Saakaşvili`nin gözü Türkiye`de
Bu süreçte Rusya`nın `geleneksel` olarak sıkıştırdığı Gürcistan`ın tek çıkış yolu Türkiye. Ermenistan`ı saymıyoruz zaten. Kendine hayrı olmayan bu devletçiğin başkasına nasıl hayrı olsun ki? Geriye kala kala (doğal olarak) Türkiye kalıyor. Suriye ile yaşadığımız süreci göz önüne alın. 1990`lı yıllarda Hafız Esad`ın devlet başkanı olduğu dönemde Abdullah Öcalan`a kol kanat geren Suriye, oğlu Beşar Esat`la yeni bir döneme girdi. Öcalan`ı topraklarından çıkarttıktan sonra Türkiye ile bahar havası yaşamaya başladı. Öyle bir hava ki, son dönemde Suriye’de cereyan eden gelişmeler sonrasında Beşar Esat, iktidarda kalmak için Türkiye`nin verdiği tavsiyelere kulak veriyor. Aynı şeyi Mikhail Saakaşvili için söylemek de abartılı olmaz.
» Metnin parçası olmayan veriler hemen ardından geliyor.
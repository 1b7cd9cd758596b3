//! End-to-end scenarios run through the CLI binary, exercising the
//! executor, substitution, generators, tokens, and fibers together the
//! way a real embedding script would.

use std::process::Command;
use std::time::Instant;

fn run(script: &str) -> (String, bool) {
    let output = Command::new(env!("CARGO_BIN_EXE_pawscript"))
        .arg("-c")
        .arg(script)
        .output()
        .expect("failed to run pawscript binary");
    (String::from_utf8_lossy(&output.stdout).to_string(), output.status.success())
}

#[test]
fn brace_substitution_runs_nested_command() {
    let (stdout, status) = run("echo {add 2, 3}");
    assert_eq!(stdout, "5\n");
    assert!(status);
}

#[test]
fn macro_definition_and_invocation() {
    let (stdout, _) = run("macro greet, (echo \"hi $1\"); greet \"world\"");
    assert_eq!(stdout, "hi world\n");
}

#[test]
fn msleep_blocks_sequencing_until_resolved() {
    let (stdout, _) = run("msleep 10; echo done");
    assert_eq!(stdout, "done\n");
}

#[test]
fn generator_yields_then_exhausts() {
    let (stdout, _) = run(
        "macro g, (yield 1; yield 2); \
         set x, {generator g}; \
         echo {resume ~x}; \
         echo {resume ~x}; \
         echo {resume ~x}",
    );
    assert_eq!(stdout, "1\n2\n2\n");
}

#[test]
fn for_loop_counts_inclusive_range() {
    let (stdout, status) = run("for 1, 3, i, (echo ~i)");
    assert_eq!(stdout, "1\n2\n3\n");
    assert!(status);
}

#[test]
fn brace_groups_in_one_argument_evaluate_in_parallel() {
    // spec.md §8: two brace expressions each sleeping 50ms must finish
    // within ~80ms wall-clock, not 100ms -- proof the coordinator actually
    // runs sibling braces concurrently rather than one after another.
    let start = Instant::now();
    let (stdout, status) = run("echo {msleep 50; add 1, 1}-{msleep 50; add 2, 2}");
    let elapsed = start.elapsed();
    assert_eq!(stdout, "2-4\n");
    assert!(status);
    assert!(elapsed.as_millis() < 80, "parallel braces took {elapsed:?}, expected well under 100ms");
}

#[test]
fn fiber_bubbles_become_orphans_after_wait_all() {
    let (stdout, _) = run(
        "fiber f1, (msleep 20; bubble \"x\", 1); \
         fiber_wait_all; \
         set r, {bubble_orphans \"x\"}; \
         echo ~r",
    );
    assert_eq!(stdout, "(1)\n");
}
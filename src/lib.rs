//! PawScript core runtime.
//!
//! An embeddable command-oriented scripting runtime: a parser, an
//! executor, a reference-counted object store, an asynchronous token
//! system, a cooperative fiber scheduler, a generator/continuation system
//! built on the same token machinery, and a lexically scoped, copy-on-write
//! module environment. See `SPEC_FULL.md` for the full design.

pub mod builtins;
pub mod config;
pub mod errors;
pub mod exec;
pub mod fiber;
pub mod generator;
pub mod host;
pub mod list;
pub mod logger;
pub mod macros;
pub mod module_env;
pub mod parser;
pub mod store;
pub mod token;
pub mod value;
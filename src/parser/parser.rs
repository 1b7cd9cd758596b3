//! Parser
//!
//! Turns a script string into a sequence of `ParsedCommand`s (spec.md
//! §4.1). Three public entry points, matching the spec's own naming:
//! `remove_comments`, `normalize_keywords`, `parse_command_sequence`.

use indexmap::IndexMap;

use super::lexer::{is_word_boundary_match, scan_balanced, skip_quoted};
use super::types::{ParsedCommand, Position, RawArg, Separator, MAX_INPUT_SIZE, MAX_PARSER_DEPTH};
use crate::errors::ParseError;

/// Strip `#...\n` line comments and `#( ... )#` block comments, leaving
/// quoted occurrences of `#` untouched. Newlines inside a stripped block
/// comment are preserved so downstream line numbers stay meaningful.
pub fn remove_comments(text: &str) -> String {
    let chars: Vec<char> = text.chars().collect();
    let mut out = String::with_capacity(text.len());
    let mut i = 0;
    while i < chars.len() {
        match chars[i] {
            '"' => {
                let end = skip_quoted(&chars, i, '"');
                out.extend(&chars[i..end]);
                i = end;
            }
            '\'' => {
                let end = skip_quoted(&chars, i, '\'');
                out.extend(&chars[i..end]);
                i = end;
            }
            '#' if chars.get(i + 1) == Some(&'(') => {
                let mut j = i + 2;
                let mut depth = 1i32;
                while j < chars.len() {
                    if chars[j] == '#' && chars.get(j + 1) == Some(&'(') {
                        depth += 1;
                        j += 2;
                        continue;
                    }
                    if chars[j] == ')' && chars.get(j + 1) == Some(&'#') {
                        depth -= 1;
                        j += 2;
                        if depth == 0 {
                            break;
                        }
                        continue;
                    }
                    if chars[j] == '\n' {
                        out.push('\n');
                    }
                    j += 1;
                }
                i = j;
            }
            '#' => {
                while i < chars.len() && chars[i] != '\n' {
                    i += 1;
                }
            }
            c => {
                out.push(c);
                i += 1;
            }
        }
    }
    out
}

/// Replace bare `then`/`else` keywords with `&`/`|` outside strings and
/// `(...)`/`{...}` groups (those are re-normalized when the parser later
/// recurses into them as their own command sequences).
pub fn normalize_keywords(text: &str) -> String {
    let chars: Vec<char> = text.chars().collect();
    let mut out = String::with_capacity(text.len());
    let mut i = 0;
    while i < chars.len() {
        match chars[i] {
            '"' => {
                let end = skip_quoted(&chars, i, '"');
                out.extend(&chars[i..end]);
                i = end;
            }
            '\'' => {
                let end = skip_quoted(&chars, i, '\'');
                out.extend(&chars[i..end]);
                i = end;
            }
            '(' => {
                let end = scan_balanced(&chars, i, '(', ')');
                out.extend(&chars[i..end]);
                i = end;
            }
            '{' => {
                let end = scan_balanced(&chars, i, '{', '}');
                out.extend(&chars[i..end]);
                i = end;
            }
            _ if is_word_boundary_match(&chars, i, "then") => {
                out.push('&');
                i += 4;
            }
            _ if is_word_boundary_match(&chars, i, "else") => {
                out.push('|');
                i += 4;
            }
            c => {
                out.push(c);
                i += 1;
            }
        }
    }
    out
}

fn context_snippet(chars: &[char], around_line: usize, context_lines: usize) -> String {
    let text: String = chars.iter().collect();
    let lines: Vec<&str> = text.lines().collect();
    if lines.is_empty() {
        return String::new();
    }
    let lo = around_line.saturating_sub(context_lines + 1);
    let hi = (around_line + context_lines).min(lines.len());
    lines[lo..hi].join("\n")
}

/// Split a preprocessed script into top-level segments on `;`/`&`/`|`,
/// pairing each with the separator that preceded it.
fn split_top_level_statements(chars: &[char]) -> Vec<(Separator, usize, usize)> {
    let mut out = Vec::new();
    let mut seg_start = 0usize;
    let mut sep = Separator::None;
    let mut i = 0usize;
    while i < chars.len() {
        match chars[i] {
            '"' => {
                i = skip_quoted(chars, i, '"');
                continue;
            }
            '\'' => {
                i = skip_quoted(chars, i, '\'');
                continue;
            }
            '(' => {
                i = scan_balanced(chars, i, '(', ')');
                continue;
            }
            '{' => {
                i = scan_balanced(chars, i, '{', '}');
                continue;
            }
            ';' | '\n' => {
                out.push((sep, seg_start, i));
                sep = Separator::Sequence;
                i += 1;
                seg_start = i;
            }
            '&' => {
                out.push((sep, seg_start, i));
                sep = Separator::Then;
                i += 1;
                seg_start = i;
            }
            '|' => {
                out.push((sep, seg_start, i));
                sep = Separator::Else;
                i += 1;
                seg_start = i;
            }
            _ => i += 1,
        }
    }
    out.push((sep, seg_start, chars.len()));
    out
}

/// Split one command's argument list on top-level commas.
fn split_top_level_args(chars: &[char]) -> Vec<(usize, usize)> {
    let mut out = Vec::new();
    if chars.is_empty() {
        return out;
    }
    let mut start = 0usize;
    let mut i = 0usize;
    while i < chars.len() {
        match chars[i] {
            '"' => {
                i = skip_quoted(chars, i, '"');
                continue;
            }
            '\'' => {
                i = skip_quoted(chars, i, '\'');
                continue;
            }
            '(' => {
                i = scan_balanced(chars, i, '(', ')');
                continue;
            }
            '{' => {
                i = scan_balanced(chars, i, '{', '}');
                continue;
            }
            ',' => {
                out.push((start, i));
                i += 1;
                start = i;
            }
            _ => i += 1,
        }
    }
    out.push((start, chars.len()));
    out
}

fn trim_span(chars: &[char], start: usize, end: usize) -> (usize, usize) {
    let mut s = start;
    let mut e = end;
    while s < e && chars[s].is_whitespace() {
        s += 1;
    }
    while e > s && chars[e - 1].is_whitespace() {
        e -= 1;
    }
    (s, e)
}

fn parse_arg_value(chars: &[char], start: usize, end: usize) -> RawArg {
    let (s, e) = trim_span(chars, start, end);
    if s >= e {
        return RawArg::Bare(String::new());
    }
    if chars[s] == '"' {
        let close = skip_quoted(chars, s, '"');
        if close >= e {
            return RawArg::Double(chars[s + 1..(close - 1).max(s + 1)].iter().collect());
        }
    }
    if chars[s] == '\'' {
        let close = skip_quoted(chars, s, '\'');
        if close >= e {
            return RawArg::Single(chars[s + 1..(close - 1).max(s + 1)].iter().collect());
        }
    }
    if chars[s] == '(' {
        let close = scan_balanced(chars, s, '(', ')');
        if close >= e {
            return RawArg::Paren(chars[s + 1..(close - 1).max(s + 1)].iter().collect());
        }
    }
    RawArg::Bare(chars[s..e].iter().collect())
}

/// A leading `name:` on an argument slot (colon at top level, identifier
/// before it) marks a named argument.
fn split_named_arg(chars: &[char], start: usize, end: usize) -> Option<(String, usize, usize)> {
    let (s, e) = trim_span(chars, start, end);
    let mut i = s;
    if i >= e || !(chars[i].is_alphabetic() || chars[i] == '_') {
        return None;
    }
    let name_start = i;
    while i < e && (chars[i].is_alphanumeric() || chars[i] == '_') {
        i += 1;
    }
    let name_end = i;
    let mut j = i;
    while j < e && chars[j].is_whitespace() {
        j += 1;
    }
    if j >= e || chars[j] != ':' {
        return None;
    }
    let name: String = chars[name_start..name_end].iter().collect();
    Some((name, j + 1, e))
}

/// Parse a full command sequence, applying `remove_comments` and
/// `normalize_keywords` first.
pub fn parse_command_sequence(text: &str) -> Result<Vec<ParsedCommand>, ParseError> {
    if text.len() > MAX_INPUT_SIZE {
        return Err(ParseError::new("input too large", Position::start(), String::new()));
    }
    let preprocessed = normalize_keywords(&remove_comments(text));
    let chars: Vec<char> = preprocessed.chars().collect();

    let mut depth: i32 = 0;
    let mut max_depth: i32 = 0;
    for &c in &chars {
        match c {
            '(' | '{' => {
                depth += 1;
                max_depth = max_depth.max(depth);
            }
            ')' | '}' => depth -= 1,
            _ => {}
        }
    }
    if max_depth as usize > MAX_PARSER_DEPTH {
        return Err(ParseError::new("max nesting depth exceeded", Position::start(), String::new()));
    }
    if depth != 0 {
        let (line, _) = super::lexer::position_at(&chars, chars.len().saturating_sub(1));
        return Err(ParseError::new(
            "unterminated group",
            Position { line, column: 1 },
            context_snippet(&chars, line, 2),
        ));
    }

    let statements = split_top_level_statements(&chars);
    let mut commands = Vec::new();

    for (sep, seg_start, seg_end) in statements {
        let (s, e) = trim_span(&chars, seg_start, seg_end);
        if s >= e {
            continue;
        }

        let (line, column) = super::lexer::position_at(&chars, s);
        let position = Position { line, column };

        let mut name_end = s;
        while name_end < e && !chars[name_end].is_whitespace() {
            name_end += 1;
        }
        let command: String = chars[s..name_end].iter().collect();
        if command.is_empty() {
            continue;
        }

        let (arg_start, _) = trim_span(&chars, name_end, e);

        let mut args = Vec::new();
        let mut named_args = IndexMap::new();
        if arg_start < e {
            for (a_start, a_end) in split_top_level_args(&chars[arg_start..e]) {
                let abs_start = arg_start + a_start;
                let abs_end = arg_start + a_end;
                let (ts, te) = trim_span(&chars, abs_start, abs_end);
                if ts >= te {
                    continue;
                }
                if let Some((name, vs, ve)) = split_named_arg(&chars, ts, te) {
                    named_args.insert(name, parse_arg_value(&chars, vs, ve));
                } else {
                    args.push(parse_arg_value(&chars, ts, te));
                }
            }
        }

        commands.push(ParsedCommand { command, args, named_args, separator: sep, position });
    }

    Ok(commands)
}

#[cfg(test)]
mod tests {
    use super::*;

    #[test]
    fn splits_sequence_operators() {
        let cmds = parse_command_sequence("echo 1; echo 2 & echo 3 | echo 4").unwrap();
        assert_eq!(cmds.len(), 4);
        assert_eq!(cmds[0].separator, Separator::None);
        assert_eq!(cmds[1].separator, Separator::Sequence);
        assert_eq!(cmds[2].separator, Separator::Then);
        assert_eq!(cmds[3].separator, Separator::Else);
    }

    #[test]
    fn then_else_normalize_outside_groups() {
        let cmds = parse_command_sequence("echo 1 then echo 2 else echo 3").unwrap();
        assert_eq!(cmds.len(), 3);
        assert_eq!(cmds[1].separator, Separator::Then);
        assert_eq!(cmds[2].separator, Separator::Else);
    }

    #[test]
    fn splits_named_and_positional_args() {
        let cmds = parse_command_sequence("cmd 1, 2, name: value").unwrap();
        assert_eq!(cmds.len(), 1);
        assert_eq!(cmds[0].args.len(), 2);
        assert_eq!(cmds[0].named_args.get("name").unwrap().source_text(), "value");
    }

    #[test]
    fn line_comments_stripped_outside_quotes() {
        let cmds = parse_command_sequence("echo 1 # a comment\necho 2").unwrap();
        assert_eq!(cmds.len(), 2);
    }

    #[test]
    fn block_comments_stripped() {
        let cmds = parse_command_sequence("echo 1 #( skip\nthis )# ; echo 2").unwrap();
        assert_eq!(cmds.len(), 2);
    }

    #[test]
    fn quoted_hash_is_not_a_comment() {
        let cmds = parse_command_sequence("echo \"a # b\"").unwrap();
        assert_eq!(cmds[0].args[0], RawArg::Double("a # b".to_string()));
    }

    #[test]
    fn nested_parens_and_braces_stay_intact() {
        let cmds = parse_command_sequence("echo {add 1, (2)}").unwrap();
        assert_eq!(cmds[0].args.len(), 1);
        assert_eq!(cmds[0].args[0].source_text(), "{add 1, (2)}");
    }

    #[test]
    fn positions_are_one_based() {
        let cmds = parse_command_sequence("echo a\necho b").unwrap();
        assert_eq!(cmds[0].position, Position { line: 1, column: 1 });
        assert_eq!(cmds[1].position, Position { line: 2, column: 1 });
    }
}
Çünkü Türkiye, AB ve ABD gibi `çıkar için` desteklemiyor komşularını. Ukrayna, Kırgızistan ve şimdi de Gürcistan’da oynanan oyunlar dikkate alındığında, menfaatler yerine istikrarı ön plana çıkaran Türkiye’nin, bölgedeki önemi de daha iyi anlaşılacaktır.
Saakaşvili`nin mutlu günü
Geçtiğimiz günlerde, TAV Havalimanları`nın işlettiği Ankara Esenboğa Havalimanı ile Batum Havalimanı arasında karşılıklı doğrudan uçuşlar başladı. Anadolu Jet, seferleriyle başkent Ankara ile Gürcistan`ın en önemli turizm merkezi Batum birbirine bağlandı. Başbakan Recep Tayyip Erdoğan da Batum Havaalanı`nda Saakaşvili ile bir araya geldi. Anadolu Jet`in, Türkiye`den Batum`a direkt sefer başlatması ile ilgili değerlendirmelerde bulunan Erdoğan, Ankara-Batum ve İstanbul-Batum seferlerinin Türkiye ve Gürcistan arasındaki ticaret ve turizme hareket getireceğini ifade etti. Mihail Saakaşvili de yaptığı açıklamada, bu seferlerin iki ülke arasındaki turizmi arttıracağını belirtti.
Tabii, iki ülke arasındaki bu bahar havasının sürmesi için, Gürcistan’da istikrarın hakim olması da çok önemli. Belki de kendinden beklentileri yerine getiremeyen Saakaşvili`nin de Türkiye’nin tavsiyelerine kulak verme zamanı gelmiştir.